Before you go ahead and borrow money, make sure you are aware of your responsibilities and rights. More than that, a credit card is sort of revolving credit – this means that you can borrow money regularly as long as you manage to stick by the terms and conditions, opposed to a regular loan that allows you to borrow only once.
Also, be aware of the APR charged on your card so that you know the money owed by you every month, the due date for payment, and the grace period. On top of this, make sure you know what happens if you fail to abide by the expectations of the lender. For example, if you do not make the payment on time, what are the fees charged?
Some of the credit card providers offer their cardholders rewards in the form of an extra incentive that makes them want to spend. These are cards known as reward credit cards and they come with advantages such as miles for airlines, or some points that can be redeemed across various products and services.
The rewards earned on the credit card are proportionate to the spending on your card some cards might allow you to earn 1 point for every AED 1 spent. Some might also offer a bonus on sign-up rewards that allow the cardholder to earn even more perks if he or she manages to spend a fixed amount within a fixed period.
While it can be quite attractive to get a card for the rewards that it offers, chasing rewards can end up leading you in a position wherein you have balances racked up that you might not be able to repay. These cards might also come with a large annual fee for holding them.
When you are choosing credit cards, make sure to opt for the one with rewards that you can enjoy without going into debt.
The checking account you own is not the only account where your bill payments will be withdrawn and paid. It does dedicate your monthly cash flow as it is the hub for your finances and it also acts as a ground to manage your cards.

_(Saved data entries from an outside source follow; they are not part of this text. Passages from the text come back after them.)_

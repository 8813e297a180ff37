//! First-seen-wins deduplication by variable name

use codebook_domain::VariableRecord;
use std::collections::HashSet;
use tracing::debug;

/// Deduplicated records plus how many duplicates were discarded
#[derive(Debug, Clone, Default, PartialEq, Eq)]
pub struct Aggregation {
    /// One record per unique name, in first-seen order
    pub records: Vec<VariableRecord>,

    /// Later records whose name had already been seen
    pub duplicates_dropped: usize,
}

/// Keep the first record for each name and drop later ones entirely
///
/// `records` must be the concatenation of extractor outputs in the order the
/// documents were supplied; that order decides which duplicate survives.
pub fn aggregate(records: Vec<VariableRecord>) -> Aggregation {
    let mut seen = HashSet::with_capacity(records.len());
    let mut kept = Vec::with_capacity(records.len());
    let mut duplicates_dropped = 0;

    for record in records {
        if seen.contains(&record.name) {
            debug!("Dropped duplicate {} from {}", record.name, record.source_file);
            duplicates_dropped += 1;
            continue;
        }
        seen.insert(record.name.clone());
        kept.push(record);
    }

    Aggregation {
        records: kept,
        duplicates_dropped,
    }
}
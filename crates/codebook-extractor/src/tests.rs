//! Integration tests for the Extractor

#[cfg(test)]
mod tests {
    use crate::extractor::isolate;
    use crate::{CodebookExtractor, ExtractorConfig, ExtractorError, TextTemplate};
    use codebook_domain::{DocumentFormat, DocumentHandle, Extractor, SourceType};
    use codebook_gatekeeper::Gatekeeper;
    use codebook_taxonomy::Taxonomy;
    use std::io::Write;
    use std::sync::Arc;

    const HTML: &str = "<table><tr><td>SEXORIEN</td><td>Sexual orientation of respondent</td></tr>\
                        <tr><td>AGE</td><td>Age of respondent</td></tr></table>";
    const CSV: &str = "Variable,Notes\nDEPRESS,patient reports feeling depressed\nTRNSGNDR,transgender identity\n";
    const TEXT: &str = "SEX: Sex of respondent\nAre you gay?\n";

    fn batch() -> Vec<DocumentHandle> {
        vec![
            DocumentHandle::inline("codebook.html", DocumentFormat::Html, HTML),
            DocumentHandle::inline("missing.pdf", DocumentFormat::Pdf, "definitely not a pdf"),
            DocumentHandle::inline("notes.csv", DocumentFormat::Csv, CSV),
            DocumentHandle::inline("codebook.txt", DocumentFormat::Text, TEXT),
        ]
    }

    #[test]
    fn test_batch_isolates_failures() {
        let extractor = CodebookExtractor::with_defaults().unwrap();
        let result = extractor.extract_all(&batch());

        assert_eq!(result.metadata.documents_supplied, 4);
        assert_eq!(result.metadata.documents_extracted, 3);
        assert_eq!(result.failures.len(), 1);
        assert_eq!(result.failures[0].source_id, "missing.pdf");
        assert!(result.failures[0].reason.contains("PDF"));

        let sources: Vec<_> = result.documents.iter().map(|d| d.source_id.as_str()).collect();
        assert_eq!(sources, vec!["codebook.html", "notes.csv", "codebook.txt"]);
    }

    #[test]
    fn test_records_concatenate_in_input_order() {
        let extractor = CodebookExtractor::with_defaults().unwrap();
        let result = extractor.extract_all(&batch());

        let names: Vec<_> = result.records().map(|r| r.name.as_str()).collect();
        assert_eq!(&names[..2], &["SEXORIEN", "AGE"]);
        assert!(names.contains(&"TRNSGNDR"));
        assert!(names.contains(&"SEX"));
        assert_eq!(result.metadata.records_found, names.len());
        assert_eq!(result.metadata.hits_found, result.hits().count());
    }

    #[test]
    fn test_csv_hit_without_keyword_in_name() {
        let extractor = CodebookExtractor::with_defaults().unwrap();
        let document = DocumentHandle::inline("notes.csv", DocumentFormat::Csv, CSV);
        let extraction = extractor.extract_document(&document).unwrap();

        // "depressed" is not a scan keyword; only the transgender row hits
        assert_eq!(extraction.hits.len(), 1);
        assert_eq!(extraction.records.len(), 1);
        assert_eq!(extraction.records[0].name, "TRNSGNDR");
        assert_eq!(extraction.records[0].source_type, SourceType::Csv);
    }

    #[test]
    fn test_reads_documents_from_disk() {
        let mut file = tempfile::Builder::new().suffix(".html").tempfile().unwrap();
        file.write_all(HTML.as_bytes()).unwrap();

        let document = DocumentHandle::detect(file.path()).unwrap();
        let extractor = CodebookExtractor::with_defaults().unwrap();
        let extraction = extractor.extract(&document).unwrap();

        assert_eq!(extraction.records.len(), 2);
        assert!(extraction.records[0].source_file.ends_with(".html"));
    }

    #[test]
    fn test_missing_file_is_read_error() {
        let dir = tempfile::tempdir().unwrap();
        let document = DocumentHandle::from_path(dir.path().join("gone.csv"), DocumentFormat::Csv);
        let extractor = CodebookExtractor::with_defaults().unwrap();

        let result = extractor.extract_document(&document);
        assert!(matches!(result, Err(ExtractorError::Read { .. })));
    }

    #[test]
    fn test_document_too_large() {
        let config = ExtractorConfig {
            max_document_bytes: 16,
            ..Default::default()
        };
        let extractor = CodebookExtractor::new(
            Taxonomy::default_taxonomy().unwrap(),
            Gatekeeper::default_config(),
            config,
        )
        .unwrap();
        let document = DocumentHandle::inline("big.txt", DocumentFormat::Text, "x".repeat(17));

        let result = extractor.extract_document(&document);
        assert!(matches!(result, Err(ExtractorError::DocumentTooLarge(17, 16))));
    }

    #[test]
    fn test_invalid_template_rejected_at_construction() {
        let config = ExtractorConfig {
            text_templates: vec![TextTemplate::new("broken", "(")],
            ..Default::default()
        };
        let result = CodebookExtractor::new(
            Taxonomy::default_taxonomy().unwrap(),
            Gatekeeper::default_config(),
            config,
        );
        assert!(matches!(result, Err(ExtractorError::Template { .. })));
    }

    #[test]
    fn test_no_variables_found_is_not_an_error() {
        let extractor = CodebookExtractor::with_defaults().unwrap();
        let documents = vec![DocumentHandle::inline("empty.txt", DocumentFormat::Text, "nothing to see\n")];
        let result = extractor.extract_all(&documents);

        assert!(result.failures.is_empty());
        assert!(result.is_empty());
        assert_eq!(result.into_records(), Vec::new());
    }

    #[test]
    fn test_deterministic() {
        let extractor = CodebookExtractor::with_defaults().unwrap();
        let first = extractor.extract_all(&batch());
        let second = extractor.extract_all(&batch());
        assert_eq!(first.documents, second.documents);
        assert_eq!(first.failures, second.failures);
    }

    #[tokio::test]
    async fn test_concurrent_matches_sequential() {
        let extractor = Arc::new(CodebookExtractor::with_defaults().unwrap());
        let sequential = extractor.extract_all(&batch());
        let concurrent = Arc::clone(&extractor).extract_all_concurrent(batch()).await;

        assert_eq!(concurrent.documents, sequential.documents);
        assert_eq!(concurrent.failures, sequential.failures);
        assert_eq!(concurrent.metadata.records_found, sequential.metadata.records_found);
    }

    #[test]
    fn test_panic_becomes_document_error() {
        let result: Result<(), ExtractorError> = isolate(|| panic!("malformed xref in {}", "bad.pdf"));
        match result {
            Err(ExtractorError::Panicked(message)) => assert_eq!(message, "malformed xref in bad.pdf"),
            other => panic!("expected Panicked, got {:?}", other),
        }

        let result = isolate(|| Ok::<_, ExtractorError>(7));
        assert_eq!(result.unwrap(), 7);
    }
}
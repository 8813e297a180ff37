//! Gatekeeper error types

use thiserror::Error;

/// Errors that can occur during gatekeeper operations
#[derive(Error, Debug)]
pub enum GatekeeperError {
    /// Configuration error
    #[error("Configuration error: {0}")]
    Config(String),
}
//! CSV codebooks: keyword scan over cells, one hit per row

use crate::error::ExtractorError;
use crate::format::{Collector, Context, FormatExtractor, Origin};
use codebook_domain::{
    DocumentExtraction, DocumentHandle, HitLocation, KeywordHit, MatchType, SourceType,
};
use codebook_gatekeeper::AdmissionPolicy;
use csv::{ByteRecord, ReaderBuilder};

pub(crate) struct CsvExtractor;

impl FormatExtractor for CsvExtractor {
    fn extract(
        &self,
        ctx: &Context<'_>,
        document: &DocumentHandle,
        bytes: &[u8],
    ) -> Result<DocumentExtraction, ExtractorError> {
        let mut collector = Collector::new(ctx, &document.source_id);
        let mut reader = ReaderBuilder::new()
            .has_headers(true)
            .flexible(true)
            .from_reader(bytes);

        let headers: Vec<String> = decode(reader.byte_headers()?);
        if headers.iter().all(|h| h.trim().is_empty()) {
            collector.warn("file is empty or has no header row".to_string());
            return Ok(collector.finish());
        }

        let scope = column_scope(&headers, document.columns.as_deref());
        if scope.is_empty() {
            collector.warn("none of the requested columns are present".to_string());
        }
        let name_column = name_column(&headers, &ctx.config.csv_name_columns);
        let policy = AdmissionPolicy::as_extracted(1);

        let mut record = ByteRecord::new();
        let mut index = 0usize;
        while reader.read_byte_record(&mut record)? {
            index += 1;
            // header is row 1
            let row_number = u32::try_from(index + 1).unwrap_or(u32::MAX);

            if record.len() != headers.len() {
                collector.warn(format!(
                    "row {}: expected {} cells, found {}; row skipped",
                    row_number,
                    headers.len(),
                    record.len()
                ));
                continue;
            }

            let cells = decode(&record);
            scan_row(&mut collector, &headers, &cells, &scope, name_column, row_number, &policy);
        }

        Ok(collector.finish())
    }
}

fn scan_row(
    collector: &mut Collector<'_, '_>,
    headers: &[String],
    cells: &[String],
    scope: &[usize],
    name_column: Option<usize>,
    row_number: u32,
    policy: &AdmissionPolicy,
) {
    let taxonomy = collector.context().taxonomy;

    for &column in scope {
        let value = cells[column].trim();
        let Some(keyword) = taxonomy.find_keyword(value) else {
            continue;
        };

        let row_context = headers
            .iter()
            .cloned()
            .zip(cells.iter().map(|c| c.trim().to_string()))
            .collect();
        let source_file = collector.source_id().to_string();
        collector.hit(KeywordHit {
            source_file,
            location: HitLocation::Row {
                number: row_number,
                column: headers[column].clone(),
            },
            keyword: keyword.to_string(),
            content: value.to_string(),
            row_context,
        });

        if let Some(name) = name_column.map(|i| cells[i].trim()) {
            let origin = Origin::new(SourceType::Csv, MatchType::Keyword).on_line(row_number);
            collector.admit(name, value, policy, origin);
        }
        // one hit per row
        break;
    }
}

/// Column indices to scan, in header order
fn column_scope(headers: &[String], requested: Option<&[String]>) -> Vec<usize> {
    match requested {
        None => (0..headers.len()).collect(),
        Some(requested) => headers
            .iter()
            .enumerate()
            .filter(|(_, h)| requested.iter().any(|r| r == h.trim()))
            .map(|(i, _)| i)
            .collect(),
    }
}

/// First configured name column present in the header, case-insensitively
fn name_column(headers: &[String], candidates: &[String]) -> Option<usize> {
    candidates.iter().find_map(|candidate| {
        headers
            .iter()
            .position(|h| h.trim().eq_ignore_ascii_case(candidate.trim()))
    })
}

fn decode(record: &ByteRecord) -> Vec<String> {
    record
        .iter()
        .map(|field| String::from_utf8_lossy(field).into_owned())
        .collect()
}

#[cfg(test)]
mod tests {
    use super::*;
    use crate::config::ExtractorConfig;
    use crate::templates::TemplateSet;
    use codebook_domain::DocumentFormat;
    use codebook_gatekeeper::Gatekeeper;
    use codebook_taxonomy::Taxonomy;

    fn run(document: DocumentHandle) -> DocumentExtraction {
        let taxonomy = Taxonomy::default_taxonomy().unwrap();
        let gatekeeper = Gatekeeper::default_config();
        let config = ExtractorConfig::default();
        let templates = TemplateSet::compile(&config.text_templates).unwrap();
        let ctx = Context {
            taxonomy: &taxonomy,
            gatekeeper: &gatekeeper,
            templates: &templates,
            config: &config,
        };
        let bytes = match &document.body {
            codebook_domain::DocumentBody::Inline(bytes) => bytes.clone(),
            codebook_domain::DocumentBody::Path(_) => unreachable!(),
        };
        CsvExtractor.extract(&ctx, &document, &bytes).unwrap()
    }

    fn csv(content: &str) -> DocumentHandle {
        DocumentHandle::inline("codebook.csv", DocumentFormat::Csv, content)
    }

    #[test]
    fn test_one_hit_per_row_with_context() {
        let extraction = run(csv(
            "Variable Name,Label,Notes\n\
             SEXVAR,Sex of respondent,male or female\n\
             INCOME2,Household income,none\n",
        ));

        assert_eq!(extraction.hits.len(), 1);
        let hit = &extraction.hits[0];
        assert_eq!(
            hit.location,
            HitLocation::Row {
                number: 2,
                column: "Variable Name".to_string()
            }
        );
        assert_eq!(hit.keyword, "sexvar");
        assert_eq!(hit.row_context.len(), 3);
        assert_eq!(hit.row_context[2], ("Notes".to_string(), "male or female".to_string()));
    }

    #[test]
    fn test_record_from_name_column() {
        let extraction = run(csv(
            "name,label\n\
             SEXVAR,Sex of respondent\n",
        ));

        // first matching cell is the name itself
        assert_eq!(extraction.records.len(), 1);
        let record = &extraction.records[0];
        assert_eq!(record.name, "SEXVAR");
        assert_eq!(record.description, "SEXVAR");
        assert_eq!(record.line, Some(2));
        assert_eq!(record.source_type, SourceType::Csv);
    }

    #[test]
    fn test_column_scope() {
        let document = csv(
            "VARIABLE,Description\n\
             SEXVAR,Sex of respondent\n",
        )
        .with_columns(vec!["Description".to_string()]);
        let extraction = run(document);

        assert_eq!(extraction.hits.len(), 1);
        assert_eq!(extraction.hits[0].content, "Sex of respondent");
        assert_eq!(extraction.records[0].name, "SEXVAR");
        assert_eq!(extraction.records[0].description, "Sex of respondent");
    }

    #[test]
    fn test_lowercase_names_not_admitted() {
        let extraction = run(csv("variable,label\nsexvar,Sex of respondent\n"));
        assert_eq!(extraction.hits.len(), 1);
        assert!(extraction.records.is_empty());
        assert_eq!(extraction.rejected, 1);
    }

    #[test]
    fn test_malformed_row_skipped_with_warning() {
        let good = "variable,label\nSEXVAR,Sex of respondent\nTRNSGNDR,Transgender identity\n";
        let bad = "variable,label\nSEXVAR,Sex of respondent\nBROKEN,too,many\nTRNSGNDR,Transgender identity\n";

        let clean = run(csv(good));
        let dirty = run(csv(bad));

        let content = |e: &DocumentExtraction| -> Vec<(String, String)> {
            e.records.iter().map(|r| (r.name.clone(), r.description.clone())).collect()
        };
        assert_eq!(content(&dirty), content(&clean));
        assert_eq!(content(&dirty).len(), 2);
        assert_eq!(dirty.hits.len(), clean.hits.len());

        // rows keep their physical numbers across the skipped row
        assert_eq!(clean.records[1].line, Some(3));
        assert_eq!(dirty.records[1].line, Some(4));

        assert_eq!(dirty.warnings.len(), 1);
        assert!(dirty.warnings[0].contains("row 3"));
    }

    #[test]
    fn test_empty_file_warns() {
        let extraction = run(csv(""));
        assert!(extraction.hits.is_empty());
        assert_eq!(extraction.warnings.len(), 1);
    }

    #[test]
    fn test_name_column_priority() {
        let headers: Vec<String> = ["name", "SAS Variable", "Label"].iter().map(|s| s.to_string()).collect();
        let config = ExtractorConfig::default();
        assert_eq!(name_column(&headers, &config.csv_name_columns), Some(1));
    }
}
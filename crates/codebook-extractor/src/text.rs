//! Plain-text codebooks: free-text templates, then a keyword line scan

use crate::error::ExtractorError;
use crate::format::{Collector, Context, FormatExtractor, Origin};
use codebook_domain::{
    DocumentExtraction, DocumentHandle, HitLocation, KeywordHit, MatchType, SourceType,
};
use codebook_gatekeeper::AdmissionPolicy;

pub(crate) struct TextExtractor;

impl FormatExtractor for TextExtractor {
    fn extract(
        &self,
        ctx: &Context<'_>,
        document: &DocumentHandle,
        bytes: &[u8],
    ) -> Result<DocumentExtraction, ExtractorError> {
        let text = String::from_utf8_lossy(bytes);
        let mut collector = Collector::new(ctx, &document.source_id);

        collector.admit_templates(&text, SourceType::Text, None);
        scan_lines(&text, &mut collector);

        Ok(collector.finish())
    }
}

fn scan_lines(text: &str, collector: &mut Collector<'_, '_>) {
    let taxonomy = collector.context().taxonomy;
    let policy = AdmissionPolicy::free_text(1);

    for (index, line) in text.lines().enumerate() {
        let number = u32::try_from(index + 1).unwrap_or(u32::MAX);
        let Some(keyword) = taxonomy.find_keyword(line) else {
            continue;
        };

        let content = line.trim();
        let source_file = collector.source_id().to_string();
        collector.hit(KeywordHit {
            source_file,
            location: HitLocation::Line { number },
            keyword: keyword.to_string(),
            content: content.to_string(),
            row_context: Vec::new(),
        });

        if let Some((name, description)) = split_leading_token(content) {
            let origin = Origin::new(SourceType::Text, MatchType::Keyword).on_line(number);
            collector.admit(name, description, &policy, origin);
        }
    }
}

/// Split `NAME: rest of line` into the token and its remainder.
///
/// Only a token written in capitals or followed by `:` or `=` names a
/// variable; ordinary question text yields nothing.
fn split_leading_token(line: &str) -> Option<(&str, &str)> {
    let (token, rest) = line.split_once(char::is_whitespace).unwrap_or((line, ""));
    let name = token.trim_end_matches([':', '.', '-', '=']);
    let separated = token.ends_with([':', '=']) || rest.trim_start().starts_with([':', '=']);
    let capitals = name.chars().any(|c| c.is_ascii_uppercase()) && !name.chars().any(char::is_lowercase);
    let description = rest.trim_start_matches(|c: char| c.is_whitespace() || matches!(c, ':' | '-' | '='));

    if name.is_empty() || description.trim().is_empty() || !(separated || capitals) {
        return None;
    }
    Some((name, description))
}
//! Codebook Miner CLI - find and rank survey variables in codebook documents.

use clap::Parser;
use codebook_cli::commands;
use codebook_cli::{Cli, Command, Formatter, MinerConfig};
use tracing_subscriber::EnvFilter;

#[tokio::main]
async fn main() {
    let cli = Cli::parse();
    init_tracing(cli.verbose);

    if let Err(e) = run(cli).await {
        eprintln!("Error: {}", e);
        std::process::exit(1);
    }
}

/// Log to stderr so stdout carries only results
fn init_tracing(verbose: bool) {
    let filter = if verbose {
        EnvFilter::new("debug")
    } else {
        EnvFilter::try_from_default_env().unwrap_or_else(|_| EnvFilter::new("info"))
    };
    tracing_subscriber::fmt()
        .with_writer(std::io::stderr)
        .with_env_filter(filter)
        .init();
}

async fn run(cli: Cli) -> codebook_cli::Result<()> {
    // init-config must work even when the existing file is broken
    if let Command::InitConfig(args) = cli.command {
        let formatter = Formatter::new(codebook_cli::OutputFormat::Table, !cli.no_color);
        return commands::execute_init_config(args, &formatter);
    }

    let config = MinerConfig::load(cli.config.as_deref())?;

    // Determine output format
    let format = cli
        .format
        .map(Into::into)
        .unwrap_or(config.settings.format);

    // Determine color setting
    let color_enabled = !cli.no_color && config.settings.color;

    let formatter = Formatter::new(format, color_enabled);

    match cli.command {
        Command::Scan(args) => commands::execute_scan(args, &config, &formatter).await?,
        Command::Rules => commands::execute_rules(&config, &formatter)?,
        Command::InitConfig(_) => {}
    }

    Ok(())
}
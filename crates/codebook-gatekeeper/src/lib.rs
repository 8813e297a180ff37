//! Codebook Gatekeeper
//!
//! Admission control for candidate variables pulled out of codebook documents.
//!
//! The Gatekeeper provides:
//! - Identifier validation (with case normalization for free-text sources)
//! - Name and description length windows per extractor
//! - Layout-noise filtering for regex-template matches
//!
//! Rejections are a filtering decision, not an error: extractors drop the
//! candidate and move on.
//!
//! # Examples
//!
//! ```
//! use codebook_gatekeeper::{Gatekeeper, ValidationConfig};
//!
//! let gatekeeper = Gatekeeper::new(ValidationConfig::default())?;
//! let result = gatekeeper.validate("SEXORIEN", "Sexual orientation", &gatekeeper.table_policy());
//! assert!(result.is_accepted());
//! # Ok::<(), codebook_gatekeeper::GatekeeperError>(())
//! ```

#![warn(missing_docs)]

mod validator;
mod error;
mod config;

pub use validator::{
    collapse_whitespace, AdmissionPolicy, Gatekeeper, RejectionReason, ValidationResult, ValidationStatus,
};
pub use error::GatekeeperError;
pub use config::ValidationConfig;
//! Keyword hits reported by the line and column scanners

use serde::{Deserialize, Serialize};

/// Where in a document a keyword was found
#[derive(Debug, Clone, PartialEq, Eq, Serialize, Deserialize)]
#[serde(tag = "kind", rename_all = "snake_case")]
pub enum HitLocation {
    /// 1-based line of a plain-text file
    Line {
        /// Line number
        number: u32,
    },
    /// 1-based CSV row (the header is row 1) and the matching column
    Row {
        /// Row number
        number: u32,
        /// Header of the matching cell
        column: String,
    },
}

/// A whole-word keyword match in a line or CSV cell
#[derive(Debug, Clone, PartialEq, Eq, Serialize, Deserialize)]
pub struct KeywordHit {
    /// Document the hit came from
    pub source_file: String,

    /// Line or row of the hit
    pub location: HitLocation,

    /// Configured keyword that matched
    pub keyword: String,

    /// Trimmed line or cell text
    pub content: String,

    /// CSV only: the full row as (header, value) pairs in column order
    #[serde(default, skip_serializing_if = "Vec::is_empty")]
    pub row_context: Vec<(String, String)>,
}
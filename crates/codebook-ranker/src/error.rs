//! Error types for ranking

use thiserror::Error;

/// Errors that can occur while scoring records
#[derive(Error, Debug)]
pub enum RankerError {
    /// Configuration error
    #[error("Configuration error: {0}")]
    Config(String),

    /// A rule's name pattern failed to compile
    #[error("Invalid name pattern for rule '{tag}': {source}")]
    InvalidPattern {
        /// Rule tag
        tag: String,
        /// Underlying regex error
        #[source]
        source: regex::Error,
    },

    /// A record reached the scorer with a score already set
    #[error("Record already scored: {0}")]
    AlreadyScored(String),
}
//! Codebook Taxonomy
//!
//! Static category → keyword-phrase mapping plus identifier-prefix patterns.
//!
//! The taxonomy drives three things:
//! - **Topic tagging**: the first category whose phrase appears in a record's
//!   description becomes its `category` (`match_type = keyword`)
//! - **Prefix tagging**: names matching a known prefix family get
//!   `category = "pattern_match"` (`match_type = variable_pattern`)
//! - **Keyword scans**: whole-word matching for plain-text and CSV scanners
//!
//! # Examples
//!
//! ```
//! use codebook_taxonomy::{Taxonomy, TaxonomyConfig};
//!
//! let taxonomy = Taxonomy::new(TaxonomyConfig::default()).unwrap();
//! let category = taxonomy.category_for("Sexual orientation of respondent").unwrap();
//! assert_eq!(category.name, "sexual_orientation");
//! assert!(taxonomy.matches_identifier_pattern("SXORIENT"));
//! ```

#![warn(missing_docs)]

mod config;
mod error;
mod taxonomy;

pub use config::{Category, TaxonomyConfig, DEMOGRAPHIC_GROUP, HEALTH_OUTCOME_GROUP, TOPIC_GROUP};
pub use error::TaxonomyError;
pub use taxonomy::Taxonomy;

The bright side to this is that the same skills that you require to manage a checking account smartly are what will make you a responsible credit card user. For instance, regularly monitoring your accounts is applicable in both cases.
You should be able to manage your checking account without any sort of overspending before you go ahead and consider opting for any of the credit cards.
Every month, your credit card provider will track the purchases made on your credit card and issue a bill to you for the amount that you owe. This monthly bill might be the only reminder that your care provider gives you when it comes to sending a message regarding your due date coming closer. Fortunately, the dues on your credit card need to be paid every month on the same date, so it is easier to remember and manage.
To prepare yourself for paying off the dues, put a system in order that helps you in remembering the essential dates. If your issuer allows you, try and set up a reminder for the due date. Or, use another reliable platform such as a calendar app to help you remember.